Damit der Anspruchsgegner des Zuziehungsrechts richtig bestimmt werden kann, bedarf es einer Darstellung der im Zusammenhang mit der Erstellung eines Nachlassverzeichnisses entstehenden Rechtsbeziehungen. Oftmals werden die einzelnen Rechtsbeziehungen zwischen Pflichtteilsberechtigtem, Erben und Notar – nicht nur in der Praxis – nicht sauber auseinandergehalten. Dadurch fehlt es zwangsläufig an einer trennscharfen Grenzziehung der den jeweiligen Beteiligten zustehenden Rechten und Pflichten.
1. Rechtsbeziehungen zwischen Pflichtteilsberechtigtem und Erben
Mit dem Erbfall entstehen beim pflichtteilsberechtigten Nichterben alle Ansprüche aus den §§ 2303 ff. BGB – folglich auch die Ansprüche aus § 2314 BGB. Anspruchsgegner sind die Erben. Die schuldrechtlichen Ansprüche hat er gegenüber den Erben geltend zu machen. Dem pflichtteilsberechtigten Nichterben steht es nicht zu, seine Ansprüche selbst zu erfüllen, indem er bspw. einen Sachverständigen zur Wertermittlung (§ 2314 Abs. 1 S. 2 Alt. 2 BGB) oder einen Notar zur Errichtung eines Nachlassverzeichnisses (§ 2314 Abs. 1 S. 3 BGB) beauftragt. Das gilt insbesondere auch dann, wenn der Nachlass dürftig (§ 1990 BGB) ist. Die Dürftigkeit des Nachlasses entbindet den Erben nicht von der Verpflichtung zur Auskunft nach § 2314 BGB. Der Erbe kann lediglich die Errichtung des notariellen Nachlassverzeichnisses verweigern, solange der Pflichtteilsberechtigte sich nicht für die Kosten des notariellen Verzeichnisses stark sagt. Das privatschriftliche Nachlassverzeichnis kann der Erbe in diesem Fall jedoch nicht verweigern.
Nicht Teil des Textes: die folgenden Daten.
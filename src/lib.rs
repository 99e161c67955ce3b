//! Webpin - Certificate Pinning for Embedded Web-Rendering Surfaces
//!
//! Webpin enforces certificate pinning for HTTPS requests originating from a
//! hybrid application's in-app browser component (WebView). The host platform's
//! default network stack does not apply pinning to WebView traffic, so webpin
//! intercepts eligible requests before that stack handles them, performs the
//! TLS handshake itself, and validates the server's leaf public key against a
//! static, pre-provisioned pin set.
//!
//! ## Features
//!
//! - **SPKI-SHA-256 pinning**: renewal-stable public-key fingerprints, with
//!   backup pins per host (membership is OR over the set)
//! - **Build-mode policy**: Dev falls back to the platform's default trust on
//!   failure; Prod fails closed with a fixed, non-leaking blocked page
//! - **Static pin store**: loaded once at startup from YAML or PEM files;
//!   malformed entries abort startup, never a per-request surprise
//! - **Single handshake per request**: the validated TLS stream is reused to
//!   fetch the body, and a one-shot handled marker prevents re-interception
//!
//! ## Usage
//!
//! ```rust,no_run
//! use webpin::{PinConfig, PinInterceptor, ResourceRequest};
//!
//! #[tokio::main]
//! async fn main() -> Result<(), Box<dyn std::error::Error>> {
//!     // Load pins and build mode before the surface issues any request
//!     let config = PinConfig::from_file("webpin.yaml")?;
//!     let interceptor = PinInterceptor::from_config(&config)?;
//!
//!     // Offer each candidate request from the rendering surface
//!     let request = ResourceRequest::new("https://api.example.com/data")?;
//!     let outcome = interceptor.intercept(&request).await;
//!
//!     // outcome is a real response, the blocked page, or NotHandled
//!     // (in which case the default stack proceeds normally)
//!     let _ = outcome;
//!     Ok(())
//! }
//! ```
//!
//! ## Architecture
//!
//! - `config` - pin configuration and build mode
//! - `pinning` - pin store, trust validator, policy engine, interceptor

pub mod config;
pub mod pinning;

/// Configuration types
pub use config::{BuildMode, ConfigError, HostPins, PinConfig};

/// Pinning types and functionality
pub use pinning::{
    build_blocked_response,
    evaluate,
    // Fingerprints
    Fingerprint,
    FingerprintAlgorithm,
    FingerprintError,
    HandshakeError,

    HandshakeResult,
    InterceptError,
    // Interception
    InterceptOutcome,
    // Policy
    PolicyAction,
    PolicyEngine,

    PinInterceptor,
    // Store
    PinStore,
    PinnedHost,

    ResourceRequest,
    StoreError,
    // Verdicts
    TrustVerdict,
    // Handshake
    UpstreamTls,

    BLOCKED_PAGE_HTML,
};

/// Version information
pub const VERSION: &str = env!("CARGO_PKG_VERSION");
pub const NAME: &str = env!("CARGO_PKG_NAME");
Der Erbe hat ein vollständiges und ordnungsgemäßes Nachlassverzeichnis zu errichten. Dafür hat er sich vollumfänglich Kenntnis über den Nachlass zu beschaffen, insb. indem er Wissen zum Nachlass bei Dritten einholt. Der Erbe trägt – und zwar unabhängig von den Pflichten des Notars dem Erben gegenüber und der hierzu ergangenen (bisweilen uferlosen) Rechtsprechung – die Verantwortung für die Richtigkeit und Vollständigkeit des Nachlassverzeichnisses gegenüber dem Pflichtteilsberechtigten. Beim Vorliegen der Voraussetzungen des § 260 Abs. 2 BGB hat der Erbe auf Verlangen des pflichtteilsberechtigten Nichterben die eidesstattliche Versicherung abzugeben. Der § 260 Abs. 2 BGB setzt voraus, dass der Verpflichtete die Auskunft nicht mit der erforderlichen Sorgfalt erteilt hat. Entgegen der Ansicht der bisher überwiegenden Meinung ist der BGH zu der Auffassung gelangt, dass der Erbe zur Abgabe der eidesstattlichen Versicherung in Bezug auf die vollständige Auskunft auch dann verpflichtet ist, wenn die Auskunft durch ein notarielles Verzeichnis erteilt wurde. Der Notar sei lediglich eine Hilfsperson des Erben und liefere nur die Form des Verzeichnisses. Der Erbe macht sich den Inhalt des notariellen Nachlassverzeichnisses zu eigen, indem er dieses dem Pflichtteilsberechtigten vorlegt. Möchte sich ein Erbe inhaltlich von einem notariellen Nachlassverzeichnis ganz oder teilweise distanzieren, so hat dies spätestens bei der Abgabe der Versicherung an Eides statt zu erfolgen.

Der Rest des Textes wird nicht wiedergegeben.